Julian Alaphilippe es famoso por tres cosas. Primero: por ser campeón del mundo dos veces consecutivas. Lou-lou es un rematador virtuoso con olfato para la victoria que ha terminado por convertirse en un comodín certero para la selección francesa. Ganó sus campeonatos de la misma manera: dos lances a falta de menos de quince kilómetros para llegar a la meta. Aguantar, calcular. Sentir la sorpresa como se siente la brisa. Atacar, explotar en la rampa más difícil de la carrera hasta molerse las piernas. Segundo: por poseer un temperamento gallardo. Hablamos de un ciclista valiente, capaz de convertir un descuido en una aventura. Lo intenta una, dos, tres veces. Muchas ocasiones sin ninguna recompensa. Se desbarata sin reparos a salud del espectáculo. Corre riesgos y los paga. Mueve las carreras, las estira. Le apodan D’artagnan. Sí, primero por el cliché francés, pero también por su probada experiencia en el combate mano a mano, en el desafío y las operaciones especiales. Mitad caballero y mitad agente secreto, Julian Alaphilippe encarna las virtudes de aquel mítico personaje histórico que Dumas convertiría en superhéroe.

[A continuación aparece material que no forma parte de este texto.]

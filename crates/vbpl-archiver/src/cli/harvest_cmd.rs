//! List harvested identifiers without fetching anything.

use anyhow::Result;
use vbpl_core::{harvest_dir, ArtifactStore};

use crate::config::ArchiverConfig;

pub async fn run(config: &ArchiverConfig, json: bool) -> Result<()> {
    let store = ArtifactStore::new(&config.root);
    let harvest = harvest_dir(&store.listing_dir())?;

    if json {
        println!("{}", serde_json::to_string_pretty(&harvest)?);
        return Ok(());
    }

    for (id, href) in &harvest {
        println!("{id}\t{href}");
    }
    Ok(())
}
//! Write-once persistence of rendered pages and downloaded documents.

use std::path::PathBuf;

use anyhow::{Context, Result};
use vbpl_core::{ArtifactStore, Category, ItemId, Slot};

use crate::http_client::{DownloadOutcome, HttpClient};
use crate::renderer::PageRenderer;

/// What a save call did.
#[derive(Debug, Clone, PartialEq, Eq)]
pub enum SaveOutcome {
    /// Artifact fetched and written.
    Saved(PathBuf),
    /// Artifact was already on disk; nothing fetched.
    AlreadyExists(PathBuf),
    /// Download answered with a non-success status; nothing written.
    DownloadFailed { status: u16 },
}

/// Saves artifacts into the store, fetching only what is missing.
pub struct Persister<'a, R: PageRenderer + ?Sized> {
    store: &'a ArtifactStore,
    renderer: &'a R,
    http: &'a HttpClient,
}

impl<'a, R: PageRenderer + ?Sized> Persister<'a, R> {
    pub fn new(store: &'a ArtifactStore, renderer: &'a R, http: &'a HttpClient) -> Self {
        Self {
            store,
            renderer,
            http,
        }
    }

    pub fn store(&self) -> &ArtifactStore {
        self.store
    }

    pub fn renderer(&self) -> &R {
        self.renderer
    }

    /// Render `url` and save the markup, unless the artifact already exists.
    pub async fn save_text(&self, url: &str, category: Category, id: &ItemId) -> Result<SaveOutcome> {
        let path = match self.store.prepare(category, id)? {
            Slot::Existing(path) => {
                tracing::info!("File already exists: {}", path.display());
                return Ok(SaveOutcome::AlreadyExists(path));
            }
            Slot::Vacant(path) => path,
        };

        let html = self.renderer.render(url).await?;
        self.store
            .write_text(&path, &html)
            .with_context(|| format!("failed to write {}", path.display()))?;

        tracing::info!("Saved: {}", path.display());
        Ok(SaveOutcome::Saved(path))
    }

    /// Download `url` as raw bytes, unless the artifact already exists.
    pub async fn save_binary(
        &self,
        url: &str,
        category: Category,
        id: &ItemId,
    ) -> Result<SaveOutcome> {
        let path = match self.store.prepare(category, id)? {
            Slot::Existing(path) => {
                tracing::info!("File already exists: {}", path.display());
                return Ok(SaveOutcome::AlreadyExists(path));
            }
            Slot::Vacant(path) => path,
        };

        match self.http.download_to(url, &path).await? {
            DownloadOutcome::Saved { bytes } => {
                tracing::info!("PDF Saved: {} ({bytes} bytes)", path.display());
                Ok(SaveOutcome::Saved(path))
            }
            DownloadOutcome::HttpStatus(status) => {
                tracing::warn!("Failed to download PDF: {url} (HTTP {status})");
                Ok(SaveOutcome::DownloadFailed { status })
            }
        }
    }
}
//! On-disk artifact layout with write-once semantics.
//!
//! Every artifact lives at `<root>/<category dir>/<file name>`. The presence
//! of that path is the only existence check: an artifact is never refetched
//! or rewritten once it is there. Writes go through a sibling `.part` file
//! and are renamed into place, so an interrupted run never leaves a
//! truncated file under the final name.

use std::path::{Path, PathBuf};

use crate::types::{ArchiveResult, Category, ItemId};

/// Directory (under the root) holding the pre-supplied listing pages.
pub const LISTING_DIR: &str = "demuc";

/// Result of preparing the target path for an artifact.
#[derive(Debug, Clone, PartialEq, Eq)]
pub enum Slot {
    /// The artifact is already saved; nothing to do.
    Existing(PathBuf),
    /// The artifact is absent and its directory exists.
    Vacant(PathBuf),
}

impl Slot {
    pub fn path(&self) -> &Path {
        match self {
            Self::Existing(p) | Self::Vacant(p) => p,
        }
    }
}

/// Root of the local archive tree.
#[derive(Debug, Clone)]
pub struct ArtifactStore {
    root: PathBuf,
}

impl ArtifactStore {
    pub fn new(root: impl Into<PathBuf>) -> Self {
        Self { root: root.into() }
    }

    pub fn root(&self) -> &Path {
        &self.root
    }

    /// Directory holding the listing pages to harvest.
    pub fn listing_dir(&self) -> PathBuf {
        self.root.join(LISTING_DIR)
    }

    pub fn category_dir(&self, category: Category) -> PathBuf {
        self.root.join(category.dir_name())
    }

    /// Final path of the artifact for (`category`, `id`).
    pub fn path_for(&self, category: Category, id: &ItemId) -> PathBuf {
        self.category_dir(category).join(category.file_name(id))
    }

    /// Create the category directory if needed and report whether the
    /// artifact is already present.
    pub fn prepare(&self, category: Category, id: &ItemId) -> ArchiveResult<Slot> {
        std::fs::create_dir_all(self.category_dir(category))?;
        let path = self.path_for(category, id);
        if path.exists() {
            Ok(Slot::Existing(path))
        } else {
            Ok(Slot::Vacant(path))
        }
    }

    /// Write `text` to `path` through a temporary `.part` file.
    pub fn write_text(&self, path: &Path, text: &str) -> ArchiveResult<()> {
        let part = part_path(path);
        if let Err(e) = std::fs::write(&part, text) {
            let _ = std::fs::remove_file(&part);
            return Err(e.into());
        }
        std::fs::rename(&part, path)?;
        Ok(())
    }
}

/// Temporary sibling used while an artifact is being written.
pub fn part_path(path: &Path) -> PathBuf {
    let mut name = path.file_name().unwrap_or_default().to_os_string();
    name.push(".part");
    path.with_file_name(name)
}
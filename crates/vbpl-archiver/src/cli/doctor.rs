//! Environment readiness check.

use anyhow::Result;
use vbpl_core::{ArtifactStore, Category};

use crate::config::ArchiverConfig;
use crate::renderer::chromium::find_chromium;

/// Check Chromium availability and the archive layout.
pub async fn run(config: &ArchiverConfig) -> Result<()> {
    println!("vbpl-archiver doctor");
    println!("====================");
    println!();

    let chromium = find_chromium(config.chromium_path.as_deref());
    match &chromium {
        Some(path) => println!("[OK] Chromium found: {}", path.display()),
        None => println!("[!!] Chromium NOT found. Install Chrome or pass --chromium <PATH>."),
    }

    let store = ArtifactStore::new(&config.root);
    let listing = store.listing_dir();
    let listing_ok = listing.is_dir();
    if listing_ok {
        let pages = std::fs::read_dir(&listing)?
            .filter_map(|e| e.ok())
            .filter(|e| e.path().is_file())
            .count();
        println!("[OK] Listing directory {} ({pages} pages)", listing.display());
    } else {
        println!("[!!] Listing directory missing: {}", listing.display());
    }

    for category in Category::ALL {
        let dir = store.category_dir(category);
        let saved = std::fs::read_dir(&dir)
            .map(|entries| entries.filter_map(|e| e.ok()).count())
            .unwrap_or(0);
        println!("     {:<9} {saved} files", category.dir_name());
    }

    println!();
    if chromium.is_some() && listing_ok {
        println!("Status: READY");
    } else {
        println!("Status: NOT READY");
    }
    Ok(())
}
//! Per-document fetch orchestration.
//!
//! For every identifier the five artifacts are fetched in a fixed order,
//! one at a time. Each sub-fetch is isolated: a failure is logged and
//! recorded, and the next sub-fetch still runs.

use anyhow::{anyhow, Result};
use serde::Serialize;
use vbpl_core::{extract_embedded_url, resolve_against, Category, ItemId, LocatorMiss, Slot};

use crate::endpoints::Endpoints;
use crate::persist::{Persister, SaveOutcome};
use crate::renderer::PageRenderer;

/// Result of one sub-fetch.
#[derive(Debug, Clone, PartialEq, Eq)]
pub enum FetchStatus {
    /// Artifact written during this run.
    Saved,
    /// Artifact already on disk.
    AlreadyExists,
    /// The viewer page did not lead to a document URL.
    NotFound(LocatorMiss),
    /// The document host answered with a non-success status.
    DownloadFailed { status: u16 },
    /// The sub-fetch raised an error.
    Failed(String),
}

impl From<SaveOutcome> for FetchStatus {
    fn from(outcome: SaveOutcome) -> Self {
        match outcome {
            SaveOutcome::Saved(_) => Self::Saved,
            SaveOutcome::AlreadyExists(_) => Self::AlreadyExists,
            SaveOutcome::DownloadFailed { status } => Self::DownloadFailed { status },
        }
    }
}

/// Outcome of all sub-fetches for one identifier, in fetch order.
#[derive(Debug, Clone)]
pub struct ItemReport {
    pub id: ItemId,
    pub fetches: Vec<(Category, FetchStatus)>,
}

impl ItemReport {
    pub fn status(&self, category: Category) -> Option<&FetchStatus> {
        self.fetches
            .iter()
            .find(|(c, _)| *c == category)
            .map(|(_, s)| s)
    }
}

/// Aggregate counters for a run.
#[derive(Debug, Clone, Copy, Default, PartialEq, Eq, Serialize)]
pub struct RunSummary {
    pub items: usize,
    pub saved: usize,
    pub already_existed: usize,
    pub missed: usize,
    pub failed: usize,
}

impl RunSummary {
    pub fn record(&mut self, report: &ItemReport) {
        self.items += 1;
        for (_, status) in &report.fetches {
            match status {
                FetchStatus::Saved => self.saved += 1,
                FetchStatus::AlreadyExists => self.already_existed += 1,
                FetchStatus::NotFound(_) | FetchStatus::DownloadFailed { .. } => self.missed += 1,
                FetchStatus::Failed(_) => self.failed += 1,
            }
        }
    }
}

/// Drives the five sub-fetches for each identifier.
pub struct Orchestrator<'a, R: PageRenderer + ?Sized> {
    persister: Persister<'a, R>,
    endpoints: Endpoints,
}

impl<'a, R: PageRenderer + ?Sized> Orchestrator<'a, R> {
    pub fn new(persister: Persister<'a, R>, endpoints: Endpoints) -> Self {
        Self {
            persister,
            endpoints,
        }
    }

    /// Fetch every artifact for each identifier, in order.
    pub async fn run<'i, I>(&self, ids: I) -> RunSummary
    where
        I: IntoIterator<Item = &'i ItemId>,
    {
        let mut summary = RunSummary::default();
        for id in ids {
            tracing::info!("Processing ItemID: {id}");
            let report = self.process(id).await;
            summary.record(&report);
        }

        tracing::info!(
            "Run complete: {} ItemIDs, {} saved, {} already present, {} missing, {} failed",
            summary.items,
            summary.saved,
            summary.already_existed,
            summary.missed,
            summary.failed
        );
        summary
    }

    /// Fetch the five artifacts for `id`. Never fails as a whole.
    pub async fn process(&self, id: &ItemId) -> ItemReport {
        let mut fetches = Vec::with_capacity(Category::ALL.len());

        for category in Category::ALL {
            let status = match self.fetch(category, id).await {
                Ok(status) => status,
                Err(e) => {
                    tracing::error!("Fetching {category} for ItemID {id} failed: {e:#}");
                    FetchStatus::Failed(format!("{e:#}"))
                }
            };
            fetches.push((category, status));
        }

        ItemReport {
            id: id.clone(),
            fetches,
        }
    }

    async fn fetch(&self, category: Category, id: &ItemId) -> Result<FetchStatus> {
        if category.is_binary() {
            return self.fetch_original(id).await;
        }
        let url = self.endpoints.url_for(category, id);
        let outcome = self.persister.save_text(&url, category, id).await?;
        Ok(outcome.into())
    }

    async fn fetch_original(&self, id: &ItemId) -> Result<FetchStatus> {
        // Skip the viewer render entirely when the PDF is already archived.
        if let Slot::Existing(path) = self.persister.store().prepare(Category::Pdf, id)? {
            tracing::info!("File already exists: {}", path.display());
            return Ok(FetchStatus::AlreadyExists);
        }

        let page_url = self.endpoints.url_for(Category::Pdf, id);
        let html = self.persister.renderer().render(&page_url).await?;

        let target = match extract_embedded_url(&html) {
            Ok(target) => target,
            Err(miss) => {
                match miss {
                    LocatorMiss::NoEmbed => tracing::warn!("No <embed> tag found for ItemID {id}"),
                    LocatorMiss::NoUrlParam => tracing::warn!("No valid PDF URL for ItemID {id}"),
                }
                return Ok(FetchStatus::NotFound(miss));
            }
        };

        let pdf_url = resolve_against(&page_url, &target)
            .ok_or_else(|| anyhow!("unusable PDF URL {target:?} for ItemID {id}"))?;

        let outcome = self
            .persister
            .save_binary(&pdf_url, Category::Pdf, id)
            .await?;
        Ok(outcome.into())
    }
}
//! Managed generative model backends

pub mod vertex;

use futures::future::BoxFuture;

pub use vertex::{TokenSource, VertexClient};

/// Sampling parameters sent with every request
#[derive(Debug, Clone, Copy, PartialEq)]
pub struct GenerationConfig {
    pub max_output_tokens: u32,
    pub temperature: f32,
}

impl Default for GenerationConfig {
    fn default() -> Self {
        Self {
            max_output_tokens: 256,
            temperature: 0.2,
        }
    }
}

/// A text generation backend
pub trait GenerativeModel: Send + Sync {
    /// Model identifier reported to callers
    fn model_name(&self) -> &str;

    /// Generate a completion for a single prompt
    fn generate<'a>(&'a self, prompt: &'a str) -> BoxFuture<'a, Result<String, LlmError>>;
}

/// Model call failures
#[derive(Debug, thiserror::Error)]
pub enum LlmError {
    #[error("Model not configured: {0}")]
    NotConfigured(String),

    #[error("Authentication failed: {0}")]
    Auth(String),

    #[error("Rate limited or quota exhausted: {0}")]
    RateLimited(String),

    #[error("Upstream returned status {status}: {body}")]
    Status { status: u16, body: String },

    #[error("Network error: {0}")]
    Network(String),

    #[error("Invalid response: {0}")]
    InvalidResponse(String),
}

impl LlmError {
    /// Short label used for the `error_type` metric tag
    pub fn kind(&self) -> &'static str {
        match self {
            LlmError::NotConfigured(_) => "not_configured",
            LlmError::Auth(_) => "auth",
            LlmError::RateLimited(_) => "rate_limited",
            LlmError::Status { .. } => "upstream_status",
            LlmError::Network(_) => "network",
            LlmError::InvalidResponse(_) => "invalid_response",
        }
    }
}
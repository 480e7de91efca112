//! Alert state machine
//!
//! States move between OK, WARN and ALERT as evaluated values cross the
//! rule's thresholds. NO_DATA is entered only through the missing-data
//! policy. A notification is produced on every state change that the
//! recipient needs to hear about; repeated evaluations in the same state
//! produce nothing.

use serde::{Deserialize, Serialize};

use super::query::Comparator;
use super::rule::{MissingDataPolicy, Thresholds};

#[derive(Debug, Clone, Copy, Default, PartialEq, Eq, Hash, Serialize, Deserialize)]
#[serde(rename_all = "SCREAMING_SNAKE_CASE")]
pub enum AlertState {
    #[default]
    Ok,
    Warn,
    Alert,
    NoData,
}

impl AlertState {
    /// Classify a value against critical and optional warning thresholds
    pub fn classify(value: f64, comparator: Comparator, thresholds: &Thresholds) -> Self {
        if comparator.breached(value, thresholds.critical) {
            AlertState::Alert
        } else if thresholds
            .warning
            .map_or(false, |warning| comparator.breached(value, warning))
        {
            AlertState::Warn
        } else {
            AlertState::Ok
        }
    }

    /// Apply an evaluation outcome under a missing-data policy
    pub fn next(
        self,
        outcome: Option<f64>,
        comparator: Comparator,
        thresholds: &Thresholds,
        policy: MissingDataPolicy,
    ) -> Transition {
        let to = match outcome {
            Some(value) => AlertState::classify(value, comparator, thresholds),
            None => match policy {
                MissingDataPolicy::Default => self,
                MissingDataPolicy::ShowNoData | MissingDataPolicy::ShowAndNotifyNoData => {
                    AlertState::NoData
                }
                MissingDataPolicy::Resolve => AlertState::Ok,
            },
        };

        let notify = if to == self {
            None
        } else {
            match to {
                AlertState::Alert => Some(NotificationKind::Alert),
                AlertState::Warn => Some(NotificationKind::Warn),
                AlertState::Ok if self.is_triggered() => Some(NotificationKind::Recovery),
                AlertState::Ok => None,
                AlertState::NoData if policy == MissingDataPolicy::ShowAndNotifyNoData => {
                    Some(NotificationKind::NoData)
                }
                AlertState::NoData => None,
            }
        };

        Transition {
            from: self,
            to,
            notify,
        }
    }

    /// WARN or ALERT
    pub fn is_triggered(&self) -> bool {
        matches!(self, AlertState::Warn | AlertState::Alert)
    }

    pub fn as_str(&self) -> &'static str {
        match self {
            AlertState::Ok => "OK",
            AlertState::Warn => "WARN",
            AlertState::Alert => "ALERT",
            AlertState::NoData => "NO_DATA",
        }
    }
}

impl std::fmt::Display for AlertState {
    fn fmt(&self, f: &mut std::fmt::Formatter<'_>) -> std::fmt::Result {
        f.write_str(self.as_str())
    }
}

/// Why a notification is sent
#[derive(Debug, Clone, Copy, PartialEq, Eq, Serialize, Deserialize)]
#[serde(rename_all = "snake_case")]
pub enum NotificationKind {
    Alert,
    Warn,
    Recovery,
    NoData,
}

/// Result of one evaluation step
#[derive(Debug, Clone, Copy, PartialEq, Eq)]
pub struct Transition {
    pub from: AlertState,
    pub to: AlertState,
    pub notify: Option<NotificationKind>,
}

impl Transition {
    pub fn changed(&self) -> bool {
        self.from != self.to
    }

    pub fn is_alert_recovery(&self) -> bool {
        self.from == AlertState::Alert && matches!(self.to, AlertState::Warn | AlertState::Ok)
    }

    pub fn is_warning_recovery(&self) -> bool {
        self.from == AlertState::Warn && self.to == AlertState::Ok
    }
}
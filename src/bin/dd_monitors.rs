//! Export alert rules as Datadog monitors
//!
//! Usage: dd_monitors [apply]
//!
//! Without arguments the monitor payloads are printed as JSON. With `apply`
//! each one is created through the Datadog monitor API, which needs both
//! DD_API_KEY and DD_APP_KEY. Rules come from ALERT_RULES_PATH when set,
//! otherwise the built-in catalog.

use dd_gemini_app::alerts::load_rule_set;
use dd_gemini_app::config::AppConfig;
use dd_gemini_app::telemetry::{DatadogClient, MetricNames};
use tracing_subscriber::{layer::SubscriberExt, util::SubscriberInitExt};

#[tokio::main]
async fn main() -> Result<(), Box<dyn std::error::Error>> {
    tracing_subscriber::registry()
        .with(
            tracing_subscriber::EnvFilter::try_from_default_env()
                .unwrap_or_else(|_| "dd_monitors=info,dd_gemini_app=info".into()),
        )
        .with(tracing_subscriber::fmt::layer())
        .init();

    let apply = std::env::args().nth(1).as_deref() == Some("apply");
    let config = AppConfig::from_env()?;

    let names = MetricNames::new(&config.datadog.metric_namespace);
    let rule_set = load_rule_set(&config.alerts, &names, &config.datadog.service)?;
    // Refuse to export anything the local checker would reject
    rule_set.compile()?;

    let payloads: Vec<serde_json::Value> = rule_set
        .rules
        .iter()
        .map(|rule| rule.to_monitor_payload())
        .collect();

    if !apply {
        println!("{}", serde_json::to_string_pretty(&payloads)?);
        return Ok(());
    }

    let client = DatadogClient::from_config(&config.datadog)?
        .ok_or("DD_API_KEY is required to create monitors")?;

    let mut failed = 0;
    for payload in &payloads {
        let name = payload["name"].as_str().unwrap_or("?");
        match client.create_monitor(payload).await {
            Ok(created) => {
                tracing::info!(monitor = %name, id = %created["id"], "Monitor created");
            }
            Err(e) => {
                failed += 1;
                tracing::error!(monitor = %name, error = %e, "Failed to create monitor");
            }
        }
    }

    println!("Created {} of {} monitors", payloads.len() - failed, payloads.len());
    if failed > 0 {
        return Err(format!("{} monitor(s) failed", failed).into());
    }
    Ok(())
}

El tercer aspecto que vuelve notable a Julian Alaphilippe es la más importante para la presente columna: D’artagnan es un virtuoso en el arte de la mentira. Sus habilidades ciclistas solo compiten con sus portentosas aptitudes histriónicas. Alaphilippe corre con las piernas, con el torso y con todos los músculos de la cara. Hace muecas, rabietas. Se lamenta. Se frota la frente como si llevara cuarenta días en el desierto. “A Alaphilippe hay que creerle la mitad”, sentencia un comentarista deportivo. Se le acusa de taquillero, de melodramático. Su romance con la cámara lo vuelve indescifrable para sus rivales. Resulta imposible para los directores deportivos adivinar si Lou-lou se queja porque la rampa adoquinada se le está atragantando o porque está preparando uno de sus deslumbrantes ataques a diez kilómetros de meta. Sabe sonreír en las llegadas, llorar en los podios, besar a su bebé como un actor recién galardonado. Lou-lou refina la mentira hasta convertirla en una suerte de honestidad.

Llegado este punto de la disertación, ¿alguien se siente aludido o aludida? Esconder los jadeos cuando pasa alguien cerca, inventarse algún desajuste mecánico (con golpecitos a las ruedas incluidos) que justifique un parón a media subida. Inventarse una necesidad fisiológica para justificar alguna carencia deportiva. Fingir un vacío de fuerzas (resoplidos, cabeceos en negación, lamentos a todas las deidades que escuchen) con el único fin de sorprender al grupo con un ataque. Yo me declaro culpable de todas. A veces sin dolo, a veces con mucho, pero, hermanas y hermanos ciclistas: he mentido y, ya instalado en el incómodo trono de la confesión, me permito añadir que lo he disfrutado.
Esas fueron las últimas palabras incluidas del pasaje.